Richard Levenson, MD (Co-Principal) and Farzad Fereidouni, PhD (Co-Principal), University of California, Davis; Ralph Hruban, MD; Denis Wirtz, PhD; Laura Wood, MD, PhD; and Pei-Hsun Wu, PhD, Johns Hopkins University

Richard Levenson, MD

Farzad Fereidouni, PhD

The outlook for pancreatic cancer is grim for most patients diagnosed with this deadly disease. The reasons for this devastating prognosis are poorly understood, but recent research suggests that the cancer is aggressive because of the unique ability of pancreatic tumor cells to invade neighboring veins. Scientists’ understanding of this process is hampered by a lack of simple, inexpensive 3D imaging techniques that allow doctors to pinpoint why, how, and where the cancer cells invade veins.

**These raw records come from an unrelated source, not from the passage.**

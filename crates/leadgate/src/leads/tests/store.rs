use std::fs;

use tempfile::TempDir;

use super::common::*;
use crate::leads::domain::{SubmissionId, SubmissionPatch, SubmissionStatus};
use crate::leads::store::{JsonFileStore, StoreError, SubmissionStore};

fn temp_store() -> (TempDir, JsonFileStore) {
    let dir = TempDir::new().expect("temp dir");
    let store = JsonFileStore::open(dir.path().join("submissions.json")).expect("store opens");
    (dir, store)
}

fn seeded_store(records: Vec<crate::leads::domain::Submission>) -> (TempDir, JsonFileStore) {
    let dir = TempDir::new().expect("temp dir");
    let path = dir.path().join("submissions.json");
    fs::write(&path, serde_json::to_vec_pretty(&records).expect("encode")).expect("seed file");
    let store = JsonFileStore::open(path).expect("store opens");
    (dir, store)
}

#[test]
fn missing_file_reads_as_an_empty_store() {
    let (_dir, store) = temp_store();
    assert!(store.list().expect("list succeeds").is_empty());
}

#[test]
fn create_assigns_identity_and_survives_a_reopen() {
    let dir = TempDir::new().expect("temp dir");
    let path = dir.path().join("submissions.json");

    let store = JsonFileStore::open(&path).expect("store opens");
    let created = store.create(lead_fields()).expect("create succeeds");
    assert_eq!(created.status, SubmissionStatus::New);
    assert!(!created.id.0.is_empty());

    let reopened = JsonFileStore::open(&path).expect("store reopens");
    let records = reopened.list().expect("list succeeds");
    assert_eq!(records.len(), 1);
    assert_eq!(records[0], created);
}

#[test]
fn list_returns_newest_first() {
    let older = stored(30);
    let newer = stored(1);
    let (_dir, store) = seeded_store(vec![older.clone(), newer.clone()]);

    let records = store.list().expect("list succeeds");
    assert_eq!(records[0].id, newer.id);
    assert_eq!(records[1].id, older.id);
}

#[test]
fn update_applies_a_patch_and_persists_it() {
    let record = stored(1);
    let (dir, store) = seeded_store(vec![record.clone()]);

    let updated = store
        .update(
            &record.id,
            SubmissionPatch::status(SubmissionStatus::Contacted),
        )
        .expect("update succeeds")
        .expect("record found");
    assert_eq!(updated.status, SubmissionStatus::Contacted);
    assert_eq!(updated.created_at, record.created_at);

    let reopened =
        JsonFileStore::open(dir.path().join("submissions.json")).expect("store reopens");
    let records = reopened.list().expect("list succeeds");
    assert_eq!(records[0].status, SubmissionStatus::Contacted);
}

#[test]
fn update_of_an_unknown_id_reports_not_found() {
    let (_dir, store) = temp_store();
    let outcome = store
        .update(
            &SubmissionId("missing".to_string()),
            SubmissionPatch::status(SubmissionStatus::Pending),
        )
        .expect("update succeeds");
    assert!(outcome.is_none());
}

#[test]
fn delete_is_idempotent() {
    let record = stored(1);
    let (_dir, store) = seeded_store(vec![record.clone()]);

    store.delete(&record.id).expect("first delete succeeds");
    assert!(store.list().expect("list succeeds").is_empty());

    store.delete(&record.id).expect("second delete is a no-op");
    assert!(store.list().expect("list succeeds").is_empty());
}

#[test]
fn delete_many_removes_only_the_existing_intersection() {
    let keep = stored(1);
    let gone_a = stored(2);
    let gone_b = stored(3);
    let (_dir, store) = seeded_store(vec![keep.clone(), gone_a.clone(), gone_b.clone()]);

    store
        .delete_many(&[
            gone_a.id.clone(),
            gone_b.id.clone(),
            SubmissionId("missing".to_string()),
        ])
        .expect("bulk delete succeeds");

    let records = store.list().expect("list succeeds");
    assert_eq!(records.len(), 1);
    assert_eq!(records[0].id, keep.id);
}

#[test]
fn corrupt_file_surfaces_a_store_error() {
    let dir = TempDir::new().expect("temp dir");
    let path = dir.path().join("submissions.json");
    fs::write(&path, b"not json").expect("seed file");

    match JsonFileStore::open(path) {
        Err(StoreError::Corrupt(_)) => {}
        Err(other) => panic!("expected corrupt-store error, got {other:?}"),
        Ok(_) => panic!("corrupt file should not open"),
    }
}

#[test]
fn open_creates_missing_parent_directories_on_first_write() {
    let dir = TempDir::new().expect("temp dir");
    let path = dir.path().join("nested/data/submissions.json");

    let store = JsonFileStore::open(&path).expect("store opens");
    store.create(lead_fields()).expect("create succeeds");
    assert!(path.exists());
}
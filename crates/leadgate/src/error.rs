use crate::config::ConfigError;
use crate::leads::store::StoreError;
use crate::telemetry::TelemetryError;
use axum::http::StatusCode;
use axum::response::{IntoResponse, Response};
use axum::Json;
use serde_json::json;
use std::fmt;

#[derive(Debug)]
pub enum AppError {
    Config(ConfigError),
    Telemetry(TelemetryError),
    Io(std::io::Error),
    Server(axum::Error),
    Store(StoreError),
}

impl fmt::Display for AppError {
    fn fmt(&self, f: &mut fmt::Formatter<'_>) -> fmt::Result {
        match self {
            AppError::Config(err) => write!(f, "configuration error: {}", err),
            AppError::Telemetry(err) => write!(f, "telemetry error: {}", err),
            AppError::Io(err) => write!(f, "io error: {}", err),
            AppError::Server(err) => write!(f, "server error: {}", err),
            AppError::Store(err) => write!(f, "store error: {}", err),
        }
    }
}

impl std::error::Error for AppError {
    fn source(&self) -> Option<&(dyn std::error::Error + 'static)> {
        match self {
            AppError::Config(err) => Some(err),
            AppError::Telemetry(err) => Some(err),
            AppError::Io(err) => Some(err),
            AppError::Server(err) => Some(err),
            AppError::Store(err) => Some(err),
        }
    }
}

impl IntoResponse for AppError {
    fn into_response(self) -> Response {
        let body = Json(json!({ "error": self.to_string() }));
        (StatusCode::INTERNAL_SERVER_ERROR, body).into_response()
    }
}

impl From<ConfigError> for AppError {
    fn from(value: ConfigError) -> Self {
        Self::Config(value)
    }
}

impl From<TelemetryError> for AppError {
    fn from(value: TelemetryError) -> Self {
        Self::Telemetry(value)
    }
}

impl From<std::io::Error> for AppError {
    fn from(value: std::io::Error) -> Self {
        Self::Io(value)
    }
}

impl From<axum::Error> for AppError {
    fn from(value: axum::Error) -> Self {
        Self::Server(value)
    }
}

impl From<StoreError> for AppError {
    fn from(value: StoreError) -> Self {
        Self::Store(value)
    }
}
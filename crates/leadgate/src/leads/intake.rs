//! Inbound contact-form validation. Rejections carry the reason string the
//! site shows to the visitor.

use super::domain::{ContactRequest, LeadFields};

/// Digits a phone number must strip down to.
pub const PHONE_DIGITS: usize = 10;

/// Deployment-tunable validation rules for the public contact form.
#[derive(Debug, Clone)]
pub struct ContactPolicy {
    pub country_prefix: String,
    pub email_domain: String,
}

impl Default for ContactPolicy {
    fn default() -> Self {
        Self {
            country_prefix: "+91".to_string(),
            email_domain: "@gmail.com".to_string(),
        }
    }
}

#[derive(Debug, Clone, PartialEq, Eq, thiserror::Error)]
pub enum IntakeError {
    #[error("Missing required fields")]
    MissingRequired,
    #[error("Invalid phone number. Must be exactly 10 digits.")]
    InvalidPhone,
    #[error("Invalid email. Only {domain} addresses are supported.")]
    InvalidEmail { domain: String },
}

impl ContactPolicy {
    /// Validate a raw request and produce the field set handed to the store.
    pub fn validate(&self, request: ContactRequest) -> Result<LeadFields, IntakeError> {
        let ContactRequest {
            name,
            email,
            phone,
            company,
            subject,
            message,
            ..
        } = request;

        if name.trim().is_empty()
            || email.trim().is_empty()
            || subject.trim().is_empty()
            || message.trim().is_empty()
        {
            return Err(IntakeError::MissingRequired);
        }

        let digits: String = phone.chars().filter(|c| c.is_ascii_digit()).collect();
        if digits.len() != PHONE_DIGITS {
            return Err(IntakeError::InvalidPhone);
        }

        if !email
            .to_lowercase()
            .ends_with(&self.email_domain.to_lowercase())
        {
            return Err(IntakeError::InvalidEmail {
                domain: self.email_domain.clone(),
            });
        }

        Ok(LeadFields {
            name,
            email,
            phone: format!("{} {digits}", self.country_prefix),
            company: company.filter(|value| !value.trim().is_empty()),
            subject,
            message,
        })
    }
}
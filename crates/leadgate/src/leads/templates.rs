//! Message bodies for the notification dispatcher.

use std::fmt::Write as _;

use rand::Rng;

use crate::catalog;

use super::domain::Submission;

/// Cosmetic acknowledgment reference shown to the submitter. Not the stored
/// identifier and never used for lookup.
pub(crate) fn reference_id() -> String {
    format!("REQ-{:06}", rand::thread_rng().gen_range(0..1_000_000))
}

pub(crate) fn acknowledgment_subject() -> String {
    format!("Thank you for contacting {}", catalog::COMPANY_NAME)
}

pub(crate) fn operator_alert_subject(submission: &Submission) -> String {
    format!("New Lead: {}", submission.subject)
}

pub(crate) fn acknowledgment_body(submission: &Submission, reference: &str) -> String {
    let mut html = String::new();
    writeln!(
        html,
        "<h1>{}, thank you for contacting us.</h1>",
        escape_html(&submission.name)
    )
    .expect("write greeting");
    writeln!(
        html,
        "<p>We have received your message and our team is currently reviewing your inquiry. \
         You will receive an update from us shortly regarding your request.</p>"
    )
    .expect("write body");
    writeln!(
        html,
        "<p>Inquiry ID: <strong>{}</strong><br>Status: Received</p>",
        escape_html(reference)
    )
    .expect("write reference");
    writeln!(
        html,
        "<p><a href=\"{}\">Visit our website</a></p>",
        catalog::COMPANY_WEBSITE
    )
    .expect("write link");
    writeln!(
        html,
        "<p>{}<br>{}</p>",
        catalog::COMPANY_NAME,
        escape_html(catalog::COMPANY_ADDRESS)
    )
    .expect("write footer");
    html
}

pub(crate) fn operator_alert_body(submission: &Submission) -> String {
    let mut html = String::new();
    writeln!(html, "<h1>New Lead Notification</h1>").expect("write heading");
    writeln!(
        html,
        "<p>Name: {}<br>Subject: {}</p>",
        escape_html(&submission.name),
        escape_html(&submission.subject)
    )
    .expect("write summary");
    writeln!(
        html,
        "<p>Email: <a href=\"mailto:{0}\">{0}</a><br>Phone: {1}</p>",
        escape_html(&submission.email),
        escape_html(&submission.phone)
    )
    .expect("write contact info");
    if let Some(company) = &submission.company {
        writeln!(html, "<p>Company: {}</p>", escape_html(company)).expect("write company");
    }
    writeln!(
        html,
        "<p style=\"white-space: pre-wrap;\">{}</p>",
        escape_html(&submission.message)
    )
    .expect("write message");
    writeln!(
        html,
        "<p><em>Received via the {} contact form at {}.</em></p>",
        catalog::COMPANY_NAME,
        submission.created_at.format("%Y-%m-%d %H:%M:%S UTC")
    )
    .expect("write footer");
    html
}

pub(crate) fn escape_html(raw: &str) -> String {
    let mut escaped = String::with_capacity(raw.len());
    for c in raw.chars() {
        match c {
            '&' => escaped.push_str("&amp;"),
            '<' => escaped.push_str("&lt;"),
            '>' => escaped.push_str("&gt;"),
            '"' => escaped.push_str("&quot;"),
            '\'' => escaped.push_str("&#39;"),
            other => escaped.push(other),
        }
    }
    escaped
}
use clap::{Args, Parser, Subcommand};

use leadgate::error::AppError;

use crate::demo::{run_demo, DemoArgs};
use crate::server;

#[derive(Parser, Debug)]
#[command(
    name = "Techno Mech Lead Desk",
    about = "Run the Techno Mech lead capture service and admin API from the command line",
    version
)]
struct Cli {
    #[command(subcommand)]
    command: Option<Command>,
}

#[derive(Subcommand, Debug)]
enum Command {
    /// Start the HTTP service (default command)
    Serve(ServeArgs),
    /// Run a contact submission through an in-memory stack and print the result
    Demo(DemoArgs),
}

#[derive(Args, Debug, Default)]
pub(crate) struct ServeArgs {
    /// Override the configured host for the HTTP server
    #[arg(long)]
    pub(crate) host: Option<String>,
    /// Override the configured port for the HTTP server
    #[arg(long)]
    pub(crate) port: Option<u16>,
}

pub(crate) async fn run() -> Result<(), AppError> {
    let cli = Cli::parse();
    let command = cli
        .command
        .unwrap_or_else(|| Command::Serve(ServeArgs::default()));

    match command {
        Command::Serve(args) => server::run(args).await,
        Command::Demo(args) => run_demo(args).await,
    }
}
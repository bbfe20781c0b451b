use std::sync::{Arc, Mutex};

use async_trait::async_trait;
use axum::response::Response;
use chrono::{Duration, Utc};
use serde_json::Value;

use crate::leads::captcha::{CaptchaVerdict, CaptchaVerifier, VerdictError};
use crate::leads::domain::{
    ContactRequest, LeadFields, Submission, SubmissionId, SubmissionPatch, SubmissionStatus,
};
use crate::leads::intake::ContactPolicy;
use crate::leads::notify::{EmailMessage, MailError, Mailer, NotificationDispatcher};
use crate::leads::router::contact_router;
use crate::leads::service::ContactService;
use crate::leads::store::{StoreError, SubmissionStore};

pub(super) const OPERATOR_ADDRESS: &str = "leads@technomech.example";

pub(super) fn policy() -> ContactPolicy {
    ContactPolicy {
        country_prefix: "+91".to_string(),
        email_domain: "@gmail.com".to_string(),
    }
}

pub(super) fn request() -> ContactRequest {
    ContactRequest {
        name: "Asha Rao".to_string(),
        email: "asha.rao@gmail.com".to_string(),
        phone: "98765 43210".to_string(),
        company: None,
        subject: "Quote".to_string(),
        message: "Need 500 units".to_string(),
        captcha_value: None,
    }
}

pub(super) fn lead_fields() -> LeadFields {
    LeadFields {
        name: "Asha Rao".to_string(),
        email: "asha.rao@gmail.com".to_string(),
        phone: "+91 9876543210".to_string(),
        company: None,
        subject: "Quote".to_string(),
        message: "Need 500 units".to_string(),
    }
}

/// A stored record whose creation timestamp lies `age_hours` in the past.
pub(super) fn stored(age_hours: i64) -> Submission {
    Submission {
        id: SubmissionId::random(),
        name: "Asha Rao".to_string(),
        email: "asha.rao@gmail.com".to_string(),
        phone: "+91 9876543210".to_string(),
        company: None,
        subject: "Quote".to_string(),
        message: "Need 500 units".to_string(),
        created_at: Utc::now() - Duration::hours(age_hours),
        status: SubmissionStatus::New,
    }
}

#[derive(Default)]
pub(super) struct MemoryStore {
    pub(super) records: Mutex<Vec<Submission>>,
}

impl MemoryStore {
    pub(super) fn with_records(records: Vec<Submission>) -> Self {
        Self {
            records: Mutex::new(records),
        }
    }

    pub(super) fn len(&self) -> usize {
        self.records.lock().expect("store mutex poisoned").len()
    }

    pub(super) fn snapshot(&self) -> Vec<Submission> {
        self.records.lock().expect("store mutex poisoned").clone()
    }
}

impl SubmissionStore for MemoryStore {
    fn list(&self) -> Result<Vec<Submission>, StoreError> {
        let mut records = self.snapshot();
        records.sort_by(|a, b| b.created_at.cmp(&a.created_at));
        Ok(records)
    }

    fn create(&self, fields: LeadFields) -> Result<Submission, StoreError> {
        let submission = Submission {
            id: SubmissionId::random(),
            name: fields.name,
            email: fields.email,
            phone: fields.phone,
            company: fields.company,
            subject: fields.subject,
            message: fields.message,
            created_at: Utc::now(),
            status: SubmissionStatus::New,
        };
        self.records
            .lock()
            .expect("store mutex poisoned")
            .push(submission.clone());
        Ok(submission)
    }

    fn update(
        &self,
        id: &SubmissionId,
        patch: SubmissionPatch,
    ) -> Result<Option<Submission>, StoreError> {
        let mut guard = self.records.lock().expect("store mutex poisoned");
        let Some(record) = guard.iter_mut().find(|record| record.id == *id) else {
            return Ok(None);
        };
        patch.apply(record);
        Ok(Some(record.clone()))
    }

    fn delete(&self, id: &SubmissionId) -> Result<(), StoreError> {
        self.records
            .lock()
            .expect("store mutex poisoned")
            .retain(|record| record.id != *id);
        Ok(())
    }

    fn delete_many(&self, ids: &[SubmissionId]) -> Result<(), StoreError> {
        self.records
            .lock()
            .expect("store mutex poisoned")
            .retain(|record| !ids.contains(&record.id));
        Ok(())
    }
}

/// Store double that refuses every operation.
pub(super) struct UnavailableStore;

impl SubmissionStore for UnavailableStore {
    fn list(&self) -> Result<Vec<Submission>, StoreError> {
        Err(StoreError::Unavailable("database offline".to_string()))
    }

    fn create(&self, _fields: LeadFields) -> Result<Submission, StoreError> {
        Err(StoreError::Unavailable("database offline".to_string()))
    }

    fn update(
        &self,
        _id: &SubmissionId,
        _patch: SubmissionPatch,
    ) -> Result<Option<Submission>, StoreError> {
        Err(StoreError::Unavailable("database offline".to_string()))
    }

    fn delete(&self, _id: &SubmissionId) -> Result<(), StoreError> {
        Err(StoreError::Unavailable("database offline".to_string()))
    }

    fn delete_many(&self, _ids: &[SubmissionId]) -> Result<(), StoreError> {
        Err(StoreError::Unavailable("database offline".to_string()))
    }
}

/// Mailer double recording every message instead of sending it.
#[derive(Default)]
pub(super) struct RecordingMailer {
    sent: Mutex<Vec<EmailMessage>>,
}

impl RecordingMailer {
    pub(super) fn sent(&self) -> Vec<EmailMessage> {
        self.sent.lock().expect("mailer mutex poisoned").clone()
    }
}

#[async_trait]
impl Mailer for RecordingMailer {
    async fn send(&self, message: &EmailMessage) -> Result<(), MailError> {
        self.sent
            .lock()
            .expect("mailer mutex poisoned")
            .push(message.clone());
        Ok(())
    }
}

/// Mailer double failing for one recipient and recording the rest.
pub(super) struct RejectingMailer {
    pub(super) reject_to: String,
    pub(super) sent: Mutex<Vec<EmailMessage>>,
}

impl RejectingMailer {
    pub(super) fn new(reject_to: &str) -> Self {
        Self {
            reject_to: reject_to.to_string(),
            sent: Mutex::new(Vec::new()),
        }
    }

    pub(super) fn sent(&self) -> Vec<EmailMessage> {
        self.sent.lock().expect("mailer mutex poisoned").clone()
    }
}

#[async_trait]
impl Mailer for RejectingMailer {
    async fn send(&self, message: &EmailMessage) -> Result<(), MailError> {
        if message.to == self.reject_to {
            return Err(MailError::Transport("smtp down".to_string()));
        }
        self.sent
            .lock()
            .expect("mailer mutex poisoned")
            .push(message.clone());
        Ok(())
    }
}

/// Verifier double returning a canned verdict or transport failure.
pub(super) struct StaticVerifier {
    pub(super) outcome: Result<CaptchaVerdict, String>,
}

impl StaticVerifier {
    pub(super) fn passing() -> Self {
        Self {
            outcome: Ok(CaptchaVerdict {
                success: true,
                score: Some(0.9),
            }),
        }
    }

    pub(super) fn scoring(score: f32) -> Self {
        Self {
            outcome: Ok(CaptchaVerdict {
                success: true,
                score: Some(score),
            }),
        }
    }

    pub(super) fn failing() -> Self {
        Self {
            outcome: Ok(CaptchaVerdict {
                success: false,
                score: None,
            }),
        }
    }

    pub(super) fn unreachable() -> Self {
        Self {
            outcome: Err("connection refused".to_string()),
        }
    }
}

#[async_trait]
impl CaptchaVerifier for StaticVerifier {
    async fn verify(&self, _token: &str) -> Result<CaptchaVerdict, VerdictError> {
        self.outcome
            .clone()
            .map_err(VerdictError::Transport)
    }
}

pub(super) type TestService = ContactService<MemoryStore, RecordingMailer, StaticVerifier>;

/// Service wired with memory doubles, a recording mailer, an operator
/// address, and no verifier.
pub(super) fn build_service() -> (Arc<TestService>, Arc<MemoryStore>, Arc<RecordingMailer>) {
    build_service_with_store(MemoryStore::default())
}

pub(super) fn build_service_with_store(
    store: MemoryStore,
) -> (Arc<TestService>, Arc<MemoryStore>, Arc<RecordingMailer>) {
    let store = Arc::new(store);
    let mailer = Arc::new(RecordingMailer::default());
    let dispatcher =
        NotificationDispatcher::new(Some(mailer.clone()), Some(OPERATOR_ADDRESS.to_string()));
    let service = Arc::new(ContactService::new(
        policy(),
        store.clone(),
        dispatcher,
        None,
        0.5,
    ));
    (service, store, mailer)
}

pub(super) fn build_service_with_verifier(
    verifier: StaticVerifier,
) -> (Arc<TestService>, Arc<MemoryStore>, Arc<RecordingMailer>) {
    let store = Arc::new(MemoryStore::default());
    let mailer = Arc::new(RecordingMailer::default());
    let dispatcher =
        NotificationDispatcher::new(Some(mailer.clone()), Some(OPERATOR_ADDRESS.to_string()));
    let service = Arc::new(ContactService::new(
        policy(),
        store.clone(),
        dispatcher,
        Some(Arc::new(verifier)),
        0.5,
    ));
    (service, store, mailer)
}

pub(super) fn contact_router_with_service(service: Arc<TestService>) -> axum::Router {
    contact_router(service)
}

pub(super) async fn read_json_body(response: Response) -> Value {
    let body = axum::body::to_bytes(response.into_body(), 64 * 1024)
        .await
        .expect("read body");
    serde_json::from_slice(&body).expect("json payload")
}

Researchers in the Fereidouni and Levenson labs are developing a 3D imaging technique called 3D Microscopy with Ultraviolet Surface Excitation (3D-MUSE) to generate detailed images of pancreatic tumor specimens provided by the biobank at Johns Hopkins University. The researchers at UC Davis are building two, fully automated 3D-MUSE instruments that can stain, slice, and image tissue samples. They are also developing new procedures for staining samples as well as accompanying machine-learning software to assemble slices into 3D images of the whole tissue and to analyze these images. The researchers at Johns Hopkins will work in parallel to determine whether 3D-MUSE can be used to pinpoint the location where tumor cells enter the vascular system. Once they have located this critical point, they will work to fully characterize the cell types found there based on their morphology and molecular signatures. The team expects that these studies will provide important insight into how invasion of nearby veins affects the ability of pancreatic tumors to metastasize. Once validated, they also intend to use 3D-MUSE to analyze pancreatic cancer precursor lesions. In the future, 3D-MUSE could become a standard tool for providing in-depth, 3D imaging of a variety of tissue samples.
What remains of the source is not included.